Local realtime person detection for RTSP cameras

Also, does anyone know if take_frame parameter still woks? I’ve been trying it under ffmpeg: at same level as fps but getting an invalid field exception. I guess would be useful for cams like wyze that can’t throttle fps.

Thanks.

I’ve been looking at the same thing, and it kinda makes sense why it may not be there anymore. Though I did have some questions about how the fps parameter works underneath.

So the problem with setting an fps parameter or a take_frame parameter comes down to how the h264 stream is setup. Now bear in mind, I am by no means an expert here, but you will see things like the iframe interval in your h264 setup on some cameras (some may not let you configure this), this comes into play because h264 uses an iframe and then kind of the differences between each frame to construct the frames between iframes.

Using an example, if you set your iframe interval to 20, and your fps is 20, then every 20 frames will be a new iframe. This is great for saving maximum bandwidth, but the problem comes that if you want to decode frame 15 of that stream, you need to decode the first frame (iframe) and then the next 14 frames in sequence to build that 15th frame.

So the problem comes that if you from the client side say “I only want 5 fps” but the frame rate of the camera is 20, and the iframe interval is 20, then you have a problem that to generate 5fps, you have to basically decode the entire thing anyway, because to get 5 frames per second as an output, you have had to decode 20 frames because of the iframe interval.

Funnily enough, I have been experimenting with this recently as a way of using my high-resolution stream as the source for the object detection, as in a few cases I have missed hits because the object was quite far away, think wide angle CCTV cameras. With the low res stream, it doesn’t have enough resolution to detect objects that are far away, but using the high resolution stream it does. The problem is I don’t really want to decode the entire high res stream for this at full frame rate as it absolutely slaughters the gpu decoder (intel quicksync) trying to decode 12 cameras at full 2K resolution, compared to using the low res.

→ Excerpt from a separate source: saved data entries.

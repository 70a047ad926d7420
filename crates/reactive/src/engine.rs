//! Engine entry point.

use crate::link::scope::RootScope;
use crate::link::Link;
use crate::options::LinkOptions;
use crate::stream::ChangeStreamDeMultiplexer;
use rejoin_core::{EngineConfig, Result};
use rejoin_incremental::Publisher;
use rejoin_query::{DocumentMatcher, Selector};
use rejoin_storage::Storage;
use std::rc::Rc;

/// Owns the change-stream registry of one storage backend and builds join
/// trees over it.
///
/// The engine is single-threaded and driven by [`pump`](Engine::pump): every
/// publication happens synchronously inside a pump call (or inside
/// [`Link::observe`] for the initial result set).
pub struct Engine {
    storage: Rc<dyn Storage>,
    streams: ChangeStreamDeMultiplexer,
    config: EngineConfig,
}

impl Engine {
    /// Creates an engine and pins the feeds of `config.keep_running`.
    pub fn new(storage: Rc<dyn Storage>, config: EngineConfig) -> Result<Self> {
        let streams = ChangeStreamDeMultiplexer::new(storage.clone(), &config);
        for collection in &config.keep_running {
            streams.watch(collection)?;
            tracing::debug!("Pinned change stream on {}", collection);
        }
        Ok(Self {
            storage,
            streams,
            config,
        })
    }

    /// Declares the root of a join tree narrating to `publisher`.
    ///
    /// The tree does nothing until [`Link::observe`] is called on the
    /// returned root. When the publisher stops, the tree is stopped.
    pub fn root(
        &self,
        publisher: Rc<dyn Publisher>,
        collection: &str,
        selector: Selector,
        options: LinkOptions,
    ) -> Result<Link> {
        let matcher = DocumentMatcher::new(selector)?;
        let scope = Rc::new(RootScope::new(
            self.storage.clone(),
            self.streams.clone(),
            publisher.clone(),
            self.config.clone(),
        ));
        let root = Link::root(scope, collection, matcher, options);

        let weak = root.downgrade();
        let name = collection.to_string();
        publisher.on_stop(Box::new(move || {
            if let Some(root) = weak.upgrade() {
                if let Err(err) = root.stop() {
                    tracing::warn!("Failed to stop join tree on {}: {}", name, err);
                }
            }
        }));
        Ok(root)
    }

    /// Delivers one batch of pending change events. Returns the number of
    /// raw events taken.
    pub fn pump(&self) -> Result<usize> {
        self.streams.pump()
    }

    /// Delivers change events until every feed is drained.
    pub fn pump_until_idle(&self) -> Result<usize> {
        self.streams.pump_until_idle()
    }

    /// Closes every change stream, pinned ones included.
    pub fn stop(&self) {
        self.streams.stop();
    }

    #[inline]
    pub fn config(&self) -> &EngineConfig {
        &self.config
    }

    #[inline]
    pub fn streams(&self) -> &ChangeStreamDeMultiplexer {
        &self.streams
    }
}
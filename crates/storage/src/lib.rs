//! Rejoin Storage - Storage boundary for the rejoin reactive-join engine.
//!
//! This crate provides the storage side of the engine:
//!
//! - `Storage` / `ChangeFeed`: the query and change-feed boundary the engine
//!   consumes
//! - `RawChangeEvent`: raw change-feed events in their wire shape
//! - `MemoryStore`: an in-memory document store with queued change feeds
//!
//! # Example
//!
//! ```rust
//! use rejoin_core::Projection;
//! use rejoin_storage::{MemoryStore, OperationType, Storage, WatchOptions};
//! use serde_json::json;
//!
//! let store = MemoryStore::new();
//! let mut feed = store.watch("posts", WatchOptions::update_lookup()).unwrap();
//!
//! store.insert_value("posts", json!({"_id": "p1", "title": "hello"})).unwrap();
//!
//! let event = feed.next_event().unwrap().unwrap();
//! assert_eq!(event.operation_type, OperationType::Insert);
//! assert_eq!(store.find("posts", &json!({}), &Projection::All).unwrap().len(), 1);
//! ```

pub mod event;
pub mod memory;
pub mod traits;

pub use event::{DocumentKey, OperationType, RawChangeEvent, UpdateDescription};
pub use memory::{MemoryFeed, MemoryStore, StoreStats, UpdateSpec};
pub use traits::{ChangeFeed, FullDocument, Storage, WatchOptions};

I was actually about to write a full post about asking for more information about how the fps flag is handled internally so this is probably a good time. My thought process was, can I use an iframe interval of say 4, with a framerate from the camera of 20, to then use the fps parameter of 5 in frigate to effectively give me my 5 fps rate for decoding, but without the gpu/cpu hit. Because then ffmpeg/frigate only needs to decode the first full frame every 4 frames to give me a motion detection stream based on 5fps, but then trigger the full stream to be recorded at the full 20fps in BlueIris. e.g. I am using Node-Red to look at the object detection MQTT stream from frigate, to then tell BlueIris when to record.

1 Like

The fps parameter is very simple. It just passes a parameter to ffmpeg to specify the output frame rate. It replaced take_frame because it is more flexible and drops frames further upstream.

Your understanding of h264 is correct as far as I know. You can tell ffmpeg to skip decoding for everything except iframes with the skip_frame parameter. This should dramatically reduce the resources required to decode because it is just ignoring the differential frames in between. My Dahua cameras do not let me set an iframe rate lower than the fps, so that would max out my detection fps to 1fps. Also keep in mind that more iframes mean less efficient compression, so your mp4 files will be larger. I wish there were cameras that supported raw uncompressed image data.

1 Like

Cheers for the detailed response, will have a bit more of a play tomorrow when I have some more time. But you are absolutely correct about the image quality, lowering the iframe interval vastly decreased the quality of the image. For example moving from an iframe interval of 20 with a framerate of 20, to an iframe interval of 4 with framerate 20, needed 4-5x the bandwidth to get the same image quality. So it is definitely a trade off, but worth investigating to find a balance in being able to process the motion, and store. As ultimately I can post-process the stored data down to a smaller file-size when in more idle times.

Another area I had been playing with was H264 SVC which from my understanding is meant to do away with the need for multiple streams for lower resolution. In that you can have a single stream but have kind of layers that increase resolution or quality. Though getting clear documentation on what exactly this means from the CCTV vendors is proving to be a bit of a pain, that and making sure it’s actually supported with the version of Quicksync/hardware decoding as there would be no point if I lose hardware acceleration. From the details I have seen, the vendor support is very much a mixed bag, some implementing it only for framerate, but interesting to play with.

Complexity generally increases the amount of processing and CPU usage. My gut says H264 SVC is a dead end.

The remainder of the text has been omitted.